> **Work to be completed**
Your answer needs to include each line of the records in which the string "that" can be found.

> **Information**
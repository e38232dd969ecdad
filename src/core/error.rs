//! Sightline Error Definitions
//!
//! Defines error types used throughout the engine.

use thiserror::Error;

use super::AnnotationId;

/// Core engine error types
#[derive(Error, Debug)]
pub enum CoreError {
    // =========================================================================
    // Store Errors
    // =========================================================================
    #[error("Annotation not found: {0}")]
    NotFound(AnnotationId),

    #[error("Duplicate annotation id: {0}")]
    DuplicateId(AnnotationId),

    #[error("Interval index out of sync for annotation: {0}")]
    IndexDesync(AnnotationId),

    // =========================================================================
    // Dirty-Tracking Errors
    // =========================================================================
    #[error("Invalid argument: {0}")]
    InvalidArgument(String),

    #[error("Unknown camera: {0}")]
    UnknownCamera(String),

    #[error("Mutation attempted while store is read-only")]
    ReadOnlyViolation,

    // =========================================================================
    // Persistence Errors
    // =========================================================================
    #[error("Save failed: {0}")]
    SaveFailed(String),

    #[error("JSON parsing error: {0}")]
    JsonError(#[from] serde_json::Error),
}

/// Core engine result type
pub type CoreResult<T> = Result<T, CoreError>;
//! Tally Core Library
//!
//! Shared functionality for the Tally personal finance tracker:
//! - Database access and migrations
//! - Statement CSV parsing and the import pipeline
//! - Recurring transaction engine
//! - Statement duplicate detection
//! - Recurring charge suggestions from transaction history
//! - Pluggable statement extraction backends (Ollama, mock)

pub mod db;
pub mod dedup;
pub mod detect;
pub mod error;
pub mod extract;
pub mod import;
pub mod models;
pub mod recurring;

pub use db::{Database, DueRecurring, TransactionInsertResult};
pub use dedup::{filter_new, FilterOutcome, AMOUNT_TOLERANCE, MATCH_WINDOW_DAYS};
pub use detect::{analyze_transactions, MAX_SUGGESTIONS};
pub use error::{Error, Result};
pub use extract::{
    ExtractionBackend, ExtractionClient, MockExtractor, OllamaExtractor, StatementMedia,
};
pub use import::{import_candidates, import_csv, import_statement, parse_csv};
pub use models::{
    Account, Candidate, Category, ImportSummary, Interval, NewRecurring, NewTransaction,
    RecurringDefinition, RecurringSuggestion, Transaction,
};
pub use recurring::{
    advance, is_due, process_due, recurrence_key, run_due, ProcessOutcome, RecurringRunReport,
};
//! Recurring transaction engine
//!
//! Converts due recurring definitions into concrete transactions and keeps
//! their schedules correct going forward. A definition is due when it is
//! active and its next run date has arrived or passed; each run advances a
//! due definition by exactly one interval, so a definition overdue by several
//! cycles fires once per invocation and callers re-invoke for catch-up.

use chrono::{Duration, Months, NaiveDate};
use sha2::{Digest, Sha256};
use tracing::{debug, info, warn};

use crate::db::{Database, TransactionInsertResult};
use crate::error::Result;
use crate::models::{Interval, NewTransaction, RecurringDefinition};

/// Transactions materialized by `process_due`, with the advanced definitions.
#[derive(Debug, Default)]
pub struct ProcessOutcome {
    pub fired: Vec<NewTransaction>,
    pub updated: Vec<RecurringDefinition>,
}

/// Result of a storage-backed recurring run
#[derive(Debug, Default)]
pub struct RecurringRunReport {
    /// Definitions materialized and advanced this run
    pub fired: usize,
    /// Cycles whose recurrence key already existed; schedule advanced only
    pub already_fired: usize,
    /// Definitions whose storage writes failed, with the error text
    pub failed: Vec<(i64, String)>,
    /// Stored rows skipped because their interval column did not parse
    pub malformed: Vec<(i64, String)>,
}

impl RecurringRunReport {
    pub fn processed(&self) -> usize {
        self.fired + self.already_fired
    }
}

/// Idempotency key for one fired cycle of one definition.
///
/// Unique per (definition, due date): two invocations that observe the same
/// due definition produce the same key, so the second insert is rejected and
/// the cycle cannot be double-booked.
pub fn recurrence_key(definition_id: i64, fired_date: NaiveDate) -> String {
    let mut hasher = Sha256::new();
    hasher.update(definition_id.to_be_bytes());
    hasher.update(fired_date.to_string().as_bytes());
    hex::encode(hasher.finalize())
}

/// Add exactly one interval unit to a date.
///
/// Monthly and yearly steps clamp to the last valid day of the target month
/// (Jan 31 + 1 month = Feb 28 or 29).
fn step(date: NaiveDate, interval: Interval) -> NaiveDate {
    match interval {
        Interval::Daily => date + Duration::days(1),
        Interval::Weekly => date + Duration::days(7),
        Interval::Monthly => date
            .checked_add_months(Months::new(1))
            .expect("calendar month add stays in range"),
        Interval::Yearly => date
            .checked_add_months(Months::new(12))
            .expect("calendar year add stays in range"),
    }
}

/// True when a definition should fire. Date-only comparison, no time of day.
pub fn is_due(def: &RecurringDefinition, today: NaiveDate) -> bool {
    def.active && def.next_run_date <= today
}

/// Advance a definition's schedule by one interval from its current
/// `next_run_date`, recording the fired date as `last_run_date`.
///
/// Pure: returns the advanced definition and leaves persistence to the
/// caller.
pub fn advance(def: &RecurringDefinition) -> RecurringDefinition {
    let fired = def.next_run_date;
    RecurringDefinition {
        next_run_date: step(fired, def.interval),
        last_run_date: Some(fired),
        ..def.clone()
    }
}

/// Build the concrete transaction for a due definition's current cycle.
///
/// The transaction is dated on the due date, not the processing date.
fn materialize(def: &RecurringDefinition) -> NewTransaction {
    NewTransaction {
        account_id: def.account_id,
        category_id: def.category_id,
        date: def.next_run_date,
        description: def.description.clone(),
        amount: def.amount,
        is_recurring: true,
        recurrence_key: Some(recurrence_key(def.id, def.next_run_date)),
    }
}

/// Materialize every due definition exactly once and advance its schedule.
///
/// Definitions that are inactive or not yet due pass through untouched.
/// Nothing due is an empty outcome, not an error.
pub fn process_due(definitions: &[RecurringDefinition], today: NaiveDate) -> ProcessOutcome {
    let mut outcome = ProcessOutcome::default();
    for def in definitions.iter().filter(|d| is_due(d, today)) {
        debug!(
            definition = def.id,
            due = %def.next_run_date,
            "firing recurring definition"
        );
        outcome.fired.push(materialize(def));
        outcome.updated.push(advance(def));
    }
    outcome
}

/// Read due definitions from storage, materialize each, and write the
/// advanced schedules back.
///
/// Each definition is processed independently and best-effort: a storage
/// failure for one is recorded in the report and does not block the rest.
/// Rows whose stored interval does not parse are skipped and reported.
pub fn run_due(db: &Database, today: NaiveDate) -> Result<RecurringRunReport> {
    let due = db.list_due_recurring(today)?;
    let mut report = RecurringRunReport {
        malformed: due.malformed,
        ..Default::default()
    };

    for (id, raw) in &report.malformed {
        warn!(definition = id, interval = %raw, "skipping definition with malformed interval");
    }

    for def in &due.definitions {
        let tx = materialize(def);
        let inserted = match db.insert_transaction(&tx) {
            Ok(TransactionInsertResult::Inserted(_)) => true,
            Ok(TransactionInsertResult::Duplicate(existing)) => {
                debug!(
                    definition = def.id,
                    existing, "cycle already materialized, advancing schedule only"
                );
                false
            }
            Err(e) => {
                warn!(definition = def.id, error = %e, "failed to materialize recurring transaction");
                report.failed.push((def.id, e.to_string()));
                continue; // leave the schedule untouched so a retry can fire this cycle
            }
        };

        let advanced = advance(def);
        if let Err(e) =
            db.update_recurring_schedule(def.id, advanced.next_run_date, advanced.last_run_date)
        {
            warn!(definition = def.id, error = %e, "materialized but failed to advance schedule");
            report.failed.push((def.id, e.to_string()));
            continue;
        }

        if inserted {
            report.fired += 1;
        } else {
            report.already_fired += 1;
        }
    }

    info!(
        "Recurring run complete: {} fired, {} already materialized, {} failed, {} malformed",
        report.fired,
        report.already_fired,
        report.failed.len(),
        report.malformed.len()
    );

    Ok(report)
}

> **Result below**
/// Unique per (definition, due date): two invocations that observe the same
/// Definitions that are inactive or not yet due pass through untouched.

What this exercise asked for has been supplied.